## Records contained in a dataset

//! # Database Pool Management
//!
//! Connection pool creation and configuration for SQLite.
//!
//! ## Architecture
//! ```text
//! ┌─────────────────────────────────────────────────────────────────────────┐
//! │                      Database Connection Pool                           │
//! │                                                                         │
//! │  Process startup                                                       │
//! │       │                                                                 │
//! │       ▼                                                                 │
//! │  DbConfig::from_env() / DbConfig::new(path)                            │
//! │       │                                                                 │
//! │       ▼                                                                 │
//! │  Database::new(config).await ← Create pool + run migrations            │
//! │       │                                                                 │
//! │       ▼                                                                 │
//! │  ┌─────────────────────────────────────────┐                           │
//! │  │            SqlitePool                    │                           │
//! │  │  ┌─────┐ ┌─────┐ ┌─────┐ ┌─────┐       │                           │
//! │  │  │Conn1│ │Conn2│ │Conn3│ │Conn4│ ...   │  (max_connections)        │
//! │  │  └─────┘ └─────┘ └─────┘ └─────┘       │                           │
//! │  └─────────────────────────────────────────┘                           │
//! │       │                                                                 │
//! │       ▼                                                                 │
//! │  db.products().create(..)  ── one transaction per call ──►  SQLite     │
//! │                                                                         │
//! └─────────────────────────────────────────────────────────────────────────┘
//! ```
//!
//! ## Concurrency
//! SQLite serialises writers. Mutating calls open `BEGIN IMMEDIATE`
//! transactions, so two transactions reserving the same article never
//! interleave: the second waits (up to `busy_timeout`) for the first to
//! commit or roll back, then sees the updated stock.

use sqlx::sqlite::{SqliteConnectOptions, SqliteJournalMode, SqlitePoolOptions, SqliteSynchronous};
use sqlx::SqlitePool;
use std::env;
use std::path::PathBuf;
use std::str::FromStr;
use std::time::Duration;
use thiserror::Error;
use tracing::{debug, info};

use crate::error::{DbError, DbResult};
use crate::migrations;
use crate::repository::article::ArticleRepository;
use crate::repository::balance::BalanceRepository;
use crate::repository::client::ClientRepository;
use crate::repository::import::ArticleImporter;
use crate::repository::order::OrderRepository;
use crate::repository::payment::PaymentRepository;
use crate::repository::product::ProductRepository;
use crate::repository::shipment::ShipmentRepository;

// =============================================================================
// Configuration
// =============================================================================

/// Environment variable holding the database file path.
pub const ENV_DB_PATH: &str = "STOCKROOM_DB_PATH";
/// Environment variable holding the pool size.
pub const ENV_MAX_CONNECTIONS: &str = "STOCKROOM_DB_MAX_CONNECTIONS";
/// Environment variable holding the busy timeout in seconds.
pub const ENV_BUSY_TIMEOUT_SECS: &str = "STOCKROOM_DB_BUSY_TIMEOUT_SECS";

/// Default database file when nothing is configured.
pub const DEFAULT_DB_PATH: &str = "./stockroom.db";

/// Configuration errors.
#[derive(Debug, Error)]
pub enum ConfigError {
    #[error("Invalid value for {0}")]
    InvalidValue(String),
}

/// Database configuration.
///
/// ## Example
/// ```rust,ignore
/// let config = DbConfig::new("/path/to/stockroom.db")
///     .max_connections(5)
///     .busy_timeout(Duration::from_secs(10));
/// ```
#[derive(Debug, Clone)]
pub struct DbConfig {
    /// Path to the SQLite database file.
    pub database_path: PathBuf,

    /// Maximum number of connections in the pool.
    /// Default: 5
    pub max_connections: u32,

    /// Minimum number of connections to keep alive.
    /// Default: 1
    pub min_connections: u32,

    /// Connection acquire timeout.
    /// Default: 30 seconds
    pub connect_timeout: Duration,

    /// Idle timeout before closing a connection.
    /// Default: 10 minutes
    pub idle_timeout: Duration,

    /// How long a writer waits for another writer's lock.
    /// Default: 5 seconds
    pub busy_timeout: Duration,

    /// Whether to run migrations on connect.
    /// Default: true
    pub run_migrations: bool,
}

impl DbConfig {
    /// Creates a new database configuration with the given path.
    pub fn new(path: impl Into<PathBuf>) -> Self {
        DbConfig {
            database_path: path.into(),
            max_connections: 5,
            min_connections: 1,
            connect_timeout: Duration::from_secs(30),
            idle_timeout: Duration::from_secs(600),
            busy_timeout: Duration::from_secs(5),
            run_migrations: true,
        }
    }

    /// Reads the configuration from `STOCKROOM_DB_*` environment variables.
    ///
    /// | Variable                         | Default           |
    /// |----------------------------------|-------------------|
    /// | `STOCKROOM_DB_PATH`              | `./stockroom.db`  |
    /// | `STOCKROOM_DB_MAX_CONNECTIONS`   | `5`               |
    /// | `STOCKROOM_DB_BUSY_TIMEOUT_SECS` | `5`               |
    pub fn from_env() -> Result<Self, ConfigError> {
        Self::from_lookup(|key| env::var(key).ok())
    }

    fn from_lookup(lookup: impl Fn(&str) -> Option<String>) -> Result<Self, ConfigError> {
        let path = lookup(ENV_DB_PATH).unwrap_or_else(|| DEFAULT_DB_PATH.to_string());
        let mut config = DbConfig::new(path);

        if let Some(raw) = lookup(ENV_MAX_CONNECTIONS) {
            let max: u32 = raw
                .trim()
                .parse()
                .map_err(|_| ConfigError::InvalidValue(ENV_MAX_CONNECTIONS.to_string()))?;
            if max == 0 {
                return Err(ConfigError::InvalidValue(ENV_MAX_CONNECTIONS.to_string()));
            }
            config.max_connections = max;
            config.min_connections = config.min_connections.min(max);
        }

        if let Some(raw) = lookup(ENV_BUSY_TIMEOUT_SECS) {
            let secs: u64 = raw
                .trim()
                .parse()
                .map_err(|_| ConfigError::InvalidValue(ENV_BUSY_TIMEOUT_SECS.to_string()))?;
            config.busy_timeout = Duration::from_secs(secs);
        }

        Ok(config)
    }

    /// Sets the maximum number of connections.
    pub fn max_connections(mut self, max: u32) -> Self {
        self.max_connections = max;
        self
    }

    /// Sets the minimum number of connections.
    pub fn min_connections(mut self, min: u32) -> Self {
        self.min_connections = min;
        self
    }

    /// Sets the busy timeout.
    pub fn busy_timeout(mut self, timeout: Duration) -> Self {
        self.busy_timeout = timeout;
        self
    }

    /// Sets whether to run migrations on connect.
    pub fn run_migrations(mut self, run: bool) -> Self {
        self.run_migrations = run;
        self
    }

    /// Creates an in-memory database configuration (for testing).
    pub fn in_memory() -> Self {
        DbConfig {
            database_path: PathBuf::from(":memory:"),
            max_connections: 1, // In-memory requires single connection
            min_connections: 1,
            connect_timeout: Duration::from_secs(5),
            idle_timeout: Duration::from_secs(60),
            busy_timeout: Duration::from_secs(5),
            run_migrations: true,
        }
    }
}

// =============================================================================
// Database
// =============================================================================

/// Main database handle providing repository access.
///
/// Cheap to clone; every clone shares the same pool.
#[derive(Debug, Clone)]
pub struct Database {
    pool: SqlitePool,
}

impl Database {
    /// Creates a new database connection pool.
    ///
    /// ## What This Does
    /// 1. Creates the database file if it doesn't exist
    /// 2. Configures SQLite:
    ///    - WAL mode for concurrent reads
    ///    - NORMAL synchronous
    ///    - Foreign keys enabled
    ///    - busy timeout so concurrent writers queue instead of failing
    /// 3. Creates the connection pool
    /// 4. Runs migrations (if enabled)
    pub async fn new(config: DbConfig) -> DbResult<Self> {
        info!(
            path = %config.database_path.display(),
            "Initializing database connection"
        );

        let connect_url = format!("sqlite://{}?mode=rwc", config.database_path.display());

        let connect_options = SqliteConnectOptions::from_str(&connect_url)
            .map_err(|e| DbError::ConnectionFailed(e.to_string()))?
            .journal_mode(SqliteJournalMode::Wal)
            .synchronous(SqliteSynchronous::Normal)
            // SQLite has them disabled by default
            .foreign_keys(true)
            .busy_timeout(config.busy_timeout)
            .create_if_missing(true);

        debug!("Connection options configured");

        let pool = SqlitePoolOptions::new()
            .max_connections(config.max_connections)
            .min_connections(config.min_connections)
            .acquire_timeout(config.connect_timeout)
            .idle_timeout(Some(config.idle_timeout))
            .connect_with(connect_options)
            .await
            .map_err(|e| DbError::ConnectionFailed(e.to_string()))?;

        info!(
            max_connections = config.max_connections,
            "Database pool created"
        );

        let db = Database { pool };

        if config.run_migrations {
            db.run_migrations().await?;
        }

        Ok(db)
    }

    /// Runs database migrations. Idempotent.
    pub async fn run_migrations(&self) -> DbResult<()> {
        migrations::run_migrations(&self.pool).await
    }

    /// Returns a reference to the connection pool.
    pub fn pool(&self) -> &SqlitePool {
        &self.pool
    }

    /// Returns the article repository.
    pub fn articles(&self) -> ArticleRepository {
        ArticleRepository::new(self.pool.clone())
    }

    /// Returns the product repository.
    pub fn products(&self) -> ProductRepository {
        ProductRepository::new(self.pool.clone())
    }

    /// Returns the order repository.
    pub fn orders(&self) -> OrderRepository {
        OrderRepository::new(self.pool.clone())
    }

    /// Returns the payment repository.
    pub fn payments(&self) -> PaymentRepository {
        PaymentRepository::new(self.pool.clone())
    }

    /// Returns the balance reporter.
    pub fn balance(&self) -> BalanceRepository {
        BalanceRepository::new(self.pool.clone())
    }

    /// Returns the CSV article importer.
    pub fn importer(&self) -> ArticleImporter {
        ArticleImporter::new(self.pool.clone())
    }

    /// Returns the client repository.
    pub fn clients(&self) -> ClientRepository {
        ClientRepository::new(self.pool.clone())
    }

    /// Returns the shipping journal.
    pub fn shipments(&self) -> ShipmentRepository {
        ShipmentRepository::new(self.pool.clone())
    }

    /// Closes the database connection pool.
    pub async fn close(&self) {
        info!("Closing database connection pool");
        self.pool.close().await;
    }

    /// Checks if the database is healthy (can execute queries).
    pub async fn health_check(&self) -> bool {
        sqlx::query("SELECT 1").execute(&self.pool).await.is_ok()
    }
}

// =============================================================================
// Unit Tests
// =============================================================================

## PROBLEM TO WORK ON
Lines above that contain the string "PathBuf" make up the answer.

## YOUR SOLUTION
use std::path::PathBuf;
    pub database_path: PathBuf,
    pub fn new(path: impl Into<PathBuf>) -> Self {
            database_path: PathBuf::from(":memory:"),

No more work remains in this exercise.